A medical marijuana collective owner has filed a lawsuit claiming California’s new medical marijuana laws violate the state constitution. This post from The Daily Chronic discusses the issues raised by David Armstrong in his complaint.
California’s Medical Marijuana Regulation and Safety Act, signed into law this month to regulate the state’s medical marijuana industry, violates the state’s constitution, a medical marijuana collective operator claims in court.
Governor Jerry Brown signed the law on Oct. 9, to establish a comprehensive legislative framework for the production, transportation and sale of medical marijuana in California.
The bipartisan group of legislators who drafted the laws says they will provide a licensing structure for the industry, establish security, worker and safety standards and protect patient access, under a combination of state and local control.
But David Armstrong claims the law violates the California Constitution because it amended a voter initiative- the 1996 Compassionate Use Act, which legalized doctor-recommended medical marijuana – without voter approval.
The Oct. 21 complaint also says federal law pre-empts the act in prohibiting possession of marijuana for any purpose. Armstrong made that claim, seemingly at odds with his job, to prevent federal complications should the state law stand, his attorney said.
Armstrong objects to the act’s restrictions on the amount of marijuana a person can grow for medical purposes, the amount of marijuana a patient’s primary caregiver can grow for medical use, and restrictions on the number of patients to whom a physician can recommend marijuana for medical use, among other things.

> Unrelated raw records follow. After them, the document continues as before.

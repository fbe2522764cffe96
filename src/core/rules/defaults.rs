//! Built-in Vox → Roblox Lua rules.

use super::{RuleCategory, RuleTable, TranslationRule};

const KEYWORDS: &[(&str, &str)] = &[
    ("funcion", "function"),
    ("fin", "end"),
    ("si", "if"),
    ("entonces", "then"),
    ("sino", "else"),
    ("mientras", "while"),
    ("hacer", "do"),
    ("para", "for"),
    ("en", "in"),
    ("retornar", "return"),
    ("local", "local"),
    ("y", "and"),
    ("o", "or"),
    ("no", "not"),
    ("verdadero", "true"),
    ("falso", "false"),
    ("imprimir", "print"),
    ("esperar", "wait"),
    ("tick", "tick"),
    ("time", "time"),
    ("tipo", "type"),
    ("pares", "pairs"),
    ("ipares", "ipairs"),
    ("nulo", "nil"),
    ("romper", "break"),
    ("continuar", "continue"),
    ("repetir", "repeat"),
    ("hasta", "until"),
];

const GLOBAL_FUNCTIONS: &[(&str, &str)] = &[
    ("tarea_espera", "task.wait"),
    ("tarea_spawn", "task.spawn"),
    ("tarea_delay", "task.delay"),
    ("tarea_defer", "task.defer"),
    ("tarea_synchronize", "task.synchronize"),
    ("tarea_desynchronize", "task.desynchronize"),
    ("task_spawn", "task.spawn"),
    ("task_delay", "task.delay"),
    ("task_wait", "task.wait"),
    ("task_defer", "task.defer"),
    ("task_synchronize", "task.synchronize"),
    ("task_desynchronize", "task.desynchronize"),
    // DataStore access goes through fixed wrappers instead of raw calls.
    (
        "cargar_datos",
        "function(store, key) return store:GetAsync(key) end",
    ),
    (
        "guardar_datos",
        "function(store, key, value) return store:SetAsync(key, value) end",
    ),
    (
        "incrementar_datos",
        "function(store, key, delta) return store:IncrementAsync(key, delta) end",
    ),
    ("info_tween", "TweenInfo.new"),
    ("esperar_hijo", "WaitForChild"),
    ("encontrar_hijo", "FindFirstChild"),
    ("obtener_hijos", "GetChildren"),
    ("obtener_descendientes", "GetDescendants"),
    ("es_ancestro", "IsAncestorOf"),
    ("es_descendiente", "IsDescendantOf"),
    ("clonar", "Clone"),
    ("destruir", "Destroy"),
    ("conectar", "Connect"),
    ("desconectar", "Disconnect"),
    ("desconectar_todo", "DisconnectAll"),
    ("jugar", "Play"),
    ("pausar", "Pause"),
    ("detener", "Stop"),
    ("reanudar", "Resume"),
    ("emitir", "Emit"),
    ("insertar", "table.insert"),
    ("remover", "table.remove"),
    ("ordenar", "table.sort"),
    ("concatenar", "table.concat"),
    ("vaciar", "table.clear"),
    ("encontrar", "table.find"),
    ("congelar", "table.freeze"),
    ("esta_congelado", "table.isfrozen"),
    ("empaquetar", "table.pack"),
    ("desempaquetar", "table.unpack"),
    ("longitud", "#"),
];

const METHODS: &[(&str, &str)] = &[
    ("clonar", "Clone"),
    ("destruir", "Destroy"),
    ("conectar", "Connect"),
    ("desconectar", "Disconnect"),
    ("desconectar_todo", "DisconnectAll"),
    ("esperar", "Wait"),
    ("jugar", "Play"),
    ("pausar", "Pause"),
    ("detener", "Stop"),
    ("reanudar", "Resume"),
    ("emitir", "Emit"),
    ("encontrar_hijo", "FindFirstChild"),
    ("esperar_hijo", "WaitForChild"),
    ("obtener_hijos", "GetChildren"),
    ("obtener_descendientes", "GetDescendants"),
    ("es_ancestro", "IsAncestorOf"),
    ("es_descendiente", "IsDescendantOf"),
    ("obtener_jugadores", "GetPlayers"),
    ("cargar_personaje", "LoadCharacter"),
    ("quitar_personaje", "RemoveCharacter"),
    ("crear_tween", "Create"),
    ("mover", "Move"),
    ("cambiar_estado", "ChangeState"),
    ("estado_actual", "GetState"),
    ("capturar_foco", "CaptureFocus"),
    ("liberar_foco", "ReleaseFocus"),
    ("aplicar_impulso", "ApplyImpulse"),
    ("aplicar_fuerza", "ApplyForce"),
    ("aplicar_torque", "ApplyTorque"),
    ("aplicar_velocidad_angular", "ApplyAngularImpulse"),
];

/// `(source prefix, target type, max arity)` for `prefix_nuevo(` calls.
const CONSTRUCTORS: &[(&str, &str, Option<usize>)] = &[
    ("Color3", "Color3", Some(3)),
    ("Vector3", "Vector3", None),
    ("UDim2", "UDim2", None),
    ("CFrame", "CFrame", None),
    ("secuencia_color", "ColorSequence", None),
    ("secuencia_numero", "NumberSequence", None),
    ("punto_secuencia_numero", "NumberSequenceKeypoint", None),
    ("punto_secuencia_color", "ColorSequenceKeypoint", None),
    ("rango_numero", "NumberRange", None),
    ("ladrillo_color", "BrickColor", None),
];

const PROPERTIES: &[(&str, &str)] = &[
    ("nombre", "Name"),
    ("padre", "Parent"),
    ("tamano", "Size"),
    ("posicion", "Position"),
    ("color_fondo", "BackgroundColor3"),
    ("texto", "Text"),
    ("color_texto", "TextColor3"),
    ("transparencia_fondo", "BackgroundTransparency"),
    ("escalado_texto", "TextScaled"),
    ("visible", "Visible"),
    ("anclado", "Anchored"),
    ("transparencia", "Transparency"),
    ("color", "Color3"),
    ("material", "Material"),
    ("reflejo", "Reflectance"),
    ("humanoide", "Humanoid"),
    ("parte_primaria", "PrimaryPart"),
    ("salud", "Health"),
    ("salud_maxima", "MaxHealth"),
    ("velocidad_caminar", "WalkSpeed"),
    ("poder_salto", "JumpPower"),
    ("forma", "Shape"),
    ("superficie", "TopSurface"),
    ("superficie_inferior", "BottomSurface"),
    ("frente", "FrontSurface"),
    ("atras", "BackSurface"),
    ("izquierda", "LeftSurface"),
    ("derecha", "RightSurface"),
    ("puede_colisionar", "CanCollide"),
    ("masa", "Mass"),
    ("densidad", "Density"),
    ("friccion", "Friction"),
    ("elasticidad", "Elasticity"),
    ("borde_pixel", "BorderSizePixel"),
    ("radio_esquina", "CornerRadius"),
    ("recorte", "ClipsDescendants"),
    ("seleccionable", "Selectable"),
    ("orden_z", "ZIndex"),
    ("layout", "LayoutOrder"),
    ("alineamiento", "Alignment"),
    ("alineamiento_vertical", "VerticalAlignment"),
    ("alineamiento_horizontal", "HorizontalAlignment"),
    ("relleno", "Padding"),
    ("espaciado", "Spacing"),
    ("fuente", "Font"),
    ("tamano_fuente", "FontSize"),
    ("linea_texto", "TextWrap"),
    ("ajuste_texto", "TextWrapped"),
    ("texto_truncado", "TextTruncate"),
    ("alineacion_texto", "TextXAlignment"),
    ("alineacion_texto_vertical", "TextYAlignment"),
    ("color_borde", "BorderColor3"),
    ("transparencia_borde", "BorderTransparency"),
    ("rango", "Range"),
    ("brillo", "Brightness"),
    ("angulo", "Angle"),
    ("atenuacion", "Falloff"),
    ("habilitado", "Enabled"),
    ("volumen", "Volume"),
    ("tiempo_posicion", "TimePosition"),
    ("duracion", "TimeLength"),
    ("pitch", "Pitch"),
    ("loop", "Looped"),
    ("jugando", "Playing"),
    ("distancia_maxima", "MaxDistance"),
    ("distancia_minima", "MinDistance"),
    ("id_sonido", "SoundId"),
    ("id_imagen", "Image"),
    ("id_malla", "MeshId"),
    ("id_textura", "TextureID"),
    ("velocidad", "Velocity"),
    ("velocidad_angular", "AngularVelocity"),
    ("velocidad_maxima", "MaxVelocity"),
    ("velocidad_rotacion", "RotVelocity"),
    ("fuerza", "Force"),
    ("torque", "Torque"),
    ("centro_masas", "CenterOfMass"),
    ("tipo_luz", "LightType"),
    ("sombra", "Shadows"),
    ("atenuacion_rolloff", "RollOffMode"),
    ("escala_textura", "TextureSize"),
    ("desplazamiento_vertice", "VertexColor"),
    ("offset_malla", "Offset"),
    ("escala_malla", "Scale"),
    // Players
    ("jugador_local", "LocalPlayer"),
    ("personaje", "Character"),
    // Events
    ("completado", "Completed"),
    ("estado_tween", "PlaybackState"),
    ("cambiado", "Changed"),
    ("tocado", "Touched"),
    ("tocar_terminado", "TouchEnded"),
    ("clic_izquierdo", "MouseButton1Down"),
    ("clic_izquierdo_soltado", "MouseButton1Up"),
    ("clic_derecho", "MouseButton2Down"),
    ("clic_derecho_soltado", "MouseButton2Up"),
    ("mouse_entro", "MouseEnter"),
    ("mouse_salio", "MouseLeave"),
    ("entrada_comenzo", "InputBegan"),
    ("input_termino", "InputEnded"),
    ("input_cambiado", "InputChanged"),
    ("perder_foco", "FocusLost"),
];

const MATH_FUNCTIONS: &[(&str, &str)] = &[
    ("piso", "floor"),
    ("techo", "ceil"),
    ("absoluto", "abs"),
    ("maximo", "max"),
    ("minimo", "min"),
    ("redondear", "round"),
    ("potencia", "pow"),
    ("raiz", "sqrt"),
    ("grados_a_radianes", "deg"),
    ("radianes_a_grados", "rad"),
    ("aleatorio", "random"),
    ("semilla_aleatoria", "randomseed"),
    ("ruido_perlin", "noise"),
    ("pi", "pi"),
    ("infinito", "huge"),
    ("exp", "exp"),
    ("log", "log"),
    ("log10", "log10"),
    ("sin", "sin"),
    ("cos", "cos"),
    ("tan", "tan"),
    ("asin", "asin"),
    ("acos", "acos"),
    ("atan", "atan"),
    ("atan2", "atan2"),
    ("sinh", "sinh"),
    ("cosh", "cosh"),
    ("tanh", "tanh"),
];

const SERVICES: &[(&str, &str)] = &[
    ("jugadores", "Players"),
    ("espacio_trabajo", "Workspace"),
    ("luz", "Lighting"),
    ("sonido", "SoundService"),
    ("replicacion", "ReplicatedStorage"),
    ("servidor_script", "ServerScriptService"),
    ("servidor_almacen", "ServerStorage"),
    ("servicio_almacen_inicio", "StarterGui"),
    ("servicio_sonido", "SoundService"),
    ("servicio_chat", "Chat"),
    ("servicio_datos", "DataStoreService"),
    ("servicio_ejecucion", "RunService"),
    ("servicio_http", "HttpService"),
    ("servicio_localizacion", "LocalizationService"),
    ("servicio_prueba", "TestService"),
    ("servicio_terminales", "Teams"),
    ("servicio_basura", "Debris"),
    ("tienda_datos", "DataStoreService"),
    ("servicio_tween", "TweenService"),
    ("servicio_mensajes", "MessagingService"),
    ("servicio_teletransporte", "TeleportService"),
    ("servicio_gui", "GuiService"),
    ("servicio_entrada", "UserInputService"),
    ("servicio_context", "ContextActionService"),
    ("servicio_fisica", "PhysicsService"),
    ("servicio_carga", "ContentProvider"),
    ("UserInputService", "UserInputService"),
    ("ContextActionService", "ContextActionService"),
];

const ENUM_FAMILIES: &[(&str, &str)] = &[
    ("estilo_suavizado", "Enum.EasingStyle"),
    ("direccion_suavizado", "Enum.EasingDirection"),
    ("eje", "Enum.Axis"),
    ("tipo_normal", "Enum.NormalId"),
    ("forma_material", "Enum.FormFactor"),
    ("tipo_parte", "Enum.PartType"),
    ("material", "Enum.Material"),
    ("forma", "Enum.Shape"),
    ("superficie_tipo", "Enum.SurfaceType"),
    ("fuente", "Enum.Font"),
    ("tamano_fuente", "Enum.FontSize"),
    ("tipo_cuerpo", "Enum.BodyPartType"),
    ("tipo_estado_humanoide", "Enum.HumanoidStateType"),
    ("tipo_animacion", "Enum.AnimationPriority"),
    ("tipo_interpolacion", "Enum.InterpolationStyle"),
    ("direccion_interpolacion", "Enum.InterpolationDirection"),
    ("tipo_mensaje", "Enum.MessageType"),
    ("tipo_entrada", "Enum.UserInputType"),
    ("estado_entrada", "Enum.UserInputState"),
    ("tipo_gesto", "Enum.PlayerGestureType"),
    ("tipo_animacion_r", "Enum.AnimationStatus"),
    ("tipo_camara", "Enum.CameraType"),
    ("modo_camara", "Enum.CameraMode"),
    ("tipo_foco", "Enum.FocusType"),
];

/// Registered `familia.Miembro` pairs and the canonical member name, appended
/// to the family's `Enum.X` path. Any other member of a family is left as
/// written: `fuente` or `material` are just as often local variables.
const ENUM_MEMBERS: &[(&str, &str)] = &[
    ("estilo_suavizado.Linear", "Linear"),
    ("estilo_suavizado.Sine", "Sine"),
    ("estilo_suavizado.Back", "Back"),
    ("estilo_suavizado.Quad", "Quad"),
    ("estilo_suavizado.Quart", "Quart"),
    ("estilo_suavizado.Quint", "Quint"),
    ("estilo_suavizado.Expo", "Expo"),
    ("estilo_suavizado.Circular", "Circular"),
    ("estilo_suavizado.Elastic", "Elastic"),
    ("estilo_suavizado.Bounce", "Bounce"),
    ("direccion_suavizado.In", "In"),
    ("direccion_suavizado.Out", "Out"),
    ("direccion_suavizado.InOut", "InOut"),
    ("tipo_parte.Ball", "Ball"),
    ("tipo_parte.Block", "Block"),
    ("tipo_parte.Cylinder", "Cylinder"),
    ("superficie_tipo.Smooth", "Smooth"),
    ("superficie_tipo.Glue", "Glue"),
    ("fuente.Legacy", "Legacy"),
    ("fuente.SourceSans", "SourceSans"),
    ("fuente.SourceSansBold", "SourceSansBold"),
    ("fuente.SourceSansLight", "SourceSansLight"),
    ("fuente.SourceSansItalic", "SourceSansItalic"),
    ("fuente.SourceSansBoldItalic", "SourceSansBoldItalic"),
    ("fuente.Roboto", "Roboto"),
    ("fuente.RobotoMono", "RobotoMono"),
    ("tipo_estado_humanoide.Running", "Running"),
    ("tipo_estado_humanoide.Jumping", "Jumping"),
    ("tipo_estado_humanoide.Freefall", "Freefall"),
    ("tipo_estado_humanoide.Landed", "Landed"),
    ("tipo_estado_humanoide.Swimming", "Swimming"),
    ("tipo_estado_humanoide.Sitting", "Sitting"),
    ("tipo_estado_humanoide.PlatformStanding", "PlatformStanding"),
    ("tipo_estado_humanoide.Dead", "Dead"),
    ("tipo_entrada.MouseButton1", "MouseButton1"),
    ("tipo_entrada.MouseButton2", "MouseButton2"),
    ("tipo_entrada.MouseButton3", "MouseButton3"),
    ("tipo_entrada.Keyboard", "Keyboard"),
    ("tipo_entrada.Touch", "Touch"),
    ("estado_entrada.Begin", "Begin"),
    ("estado_entrada.Change", "Change"),
    ("estado_entrada.End", "End"),
    ("estado_entrada.Cancel", "Cancel"),
];

const ENUM_CONSTANTS: &[(&str, &str)] = &[
    ("material_plastico", "Enum.Material.Plastic"),
    ("metal", "Enum.Material.Metal"),
    ("madera", "Enum.Material.Wood"),
    ("cristal", "Enum.Material.Glass"),
    ("neon", "Enum.Material.Neon"),
];

/// The rule table every translator starts from.
pub fn default_rules() -> RuleTable {
    let mut table = RuleTable::new();

    let pairs: [(RuleCategory, &[(&str, &str)]); 9] = [
        (RuleCategory::Keyword, KEYWORDS),
        (RuleCategory::GlobalFunction, GLOBAL_FUNCTIONS),
        (RuleCategory::MethodName, METHODS),
        (RuleCategory::PropertyName, PROPERTIES),
        (RuleCategory::MathFunction, MATH_FUNCTIONS),
        (RuleCategory::ServiceName, SERVICES),
        (RuleCategory::EnumFamily, ENUM_FAMILIES),
        (RuleCategory::EnumMember, ENUM_MEMBERS),
        (RuleCategory::EnumConstant, ENUM_CONSTANTS),
    ];
    for (category, entries) in pairs {
        for (source, target) in entries {
            table.push_unchecked(TranslationRule::new(category, *source, *target));
        }
    }

    for (source, target, max_arity) in CONSTRUCTORS {
        let mut rule = TranslationRule::new(RuleCategory::ConstructorName, *source, *target);
        rule.max_arity = *max_arity;
        table.push_unchecked(rule);
    }

    table
}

He also says the federal Controlled Substances Act conflicts with and pre-empts the act.
Armstrong’s attorney Nicholas Emanuel said in an interview that the full effects of the new legislation on medical marijuana dispensary operators are not yet clear, but his client thought it best to go ahead and file suit to “get a jump on things.”
“The law essentially changes everything [the operators] do,” Armstrong said. “It’s going to require the state government’s OK to participate in this activity at all, and it’s going to be up to the state’s discretion to determine who’s allowed to distribute.”

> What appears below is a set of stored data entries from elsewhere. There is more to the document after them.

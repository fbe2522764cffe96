//! Pass 1: service resolution.
//!
//! `obtener_servicio("jugadores")` becomes `game:GetService("Players")`. The
//! quoted argument is its own literal segment, so the canonical name is
//! substituted in [`Pass::prepare`] and only when the literal is the sole
//! argument of the accessor call. Any other use of the accessor (a variable
//! argument) only has the accessor itself rewritten.

use regex::Regex;

use super::{Pass, PassId, Targets, compile, is_member_access, rewrite};
use crate::core::error::{RuleError, SemanticError};
use crate::core::literal::{Segment, SegmentKind};
use crate::core::rules::{RuleCategory, RuleTable};

const ACCESSOR: &str = "obtener_servicio";
const QUALIFIED_LOOKUP: &str = "game:GetService";
const METHOD_LOOKUP: &str = "GetService";

#[derive(Debug, Clone)]
pub struct ServicePass {
    /// Vox service name → canonical Roblox name.
    services: Targets,
    accessor: Regex,
    call_open: Regex,
    call_close: Regex,
}

impl ServicePass {
    pub fn new(rules: &RuleTable) -> Result<Self, RuleError> {
        let category = RuleCategory::ServiceName;
        Ok(Self {
            services: Targets::new(rules, category),
            accessor: compile(category, &format!(r"\b{ACCESSOR}\b"))?,
            call_open: compile(category, &format!(r"\b{ACCESSOR}\s*\(\s*$"))?,
            call_close: compile(category, r"^\s*\)")?,
        })
    }
}

impl Pass for ServicePass {
    fn id(&self) -> PassId {
        PassId::Services
    }

    fn prepare(&self, segments: &mut [Segment]) {
        for idx in 1..segments.len().saturating_sub(1) {
            let (before, rest) = segments.split_at_mut(idx);
            let (current, after) = rest.split_at_mut(1);
            let literal = &mut current[0];

            let opens_call = before
                .last()
                .is_some_and(|s| s.kind == SegmentKind::Code && self.call_open.is_match(&s.text));
            let closes_call = after
                .first()
                .is_some_and(|s| s.kind == SegmentKind::Code && self.call_close.is_match(&s.text));
            if !opens_call || !closes_call {
                continue;
            }

            let Some((quote, name)) = literal.literal_body() else {
                continue;
            };
            if let Some(canonical) = self.services.get(name) {
                literal.text = format!("{quote}{canonical}{quote}");
            }
        }
    }

    fn apply(&self, code: &str) -> Result<String, SemanticError> {
        Ok(rewrite(&self.accessor, code, |_, before| {
            let lookup = if is_member_access(before) {
                METHOD_LOOKUP
            } else {
                QUALIFIED_LOOKUP
            };
            Some(lookup.to_string())
        }))
    }
}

Emanuel said his client is not anti-regulation – in fact, he favors it – but he believes the act is “not the most effective way to do things,” since the act is “completely illegal under federal law.”
“To develop a coherent and realistic policy we need to have all levels of government working together, rather than this sort of patchwork regulation that we have now,” Armstrong said.
Assemblyman Rob Bonta, one of the act’s primary authors, was traveling Friday and not available for comment, but his spokesman said he would be able to soon.
Armstrong seeks declaratory judgment that the law violates the California Constitution and its Business and Profession Code, that it is pre-empted by federal law, and attorney’s fees.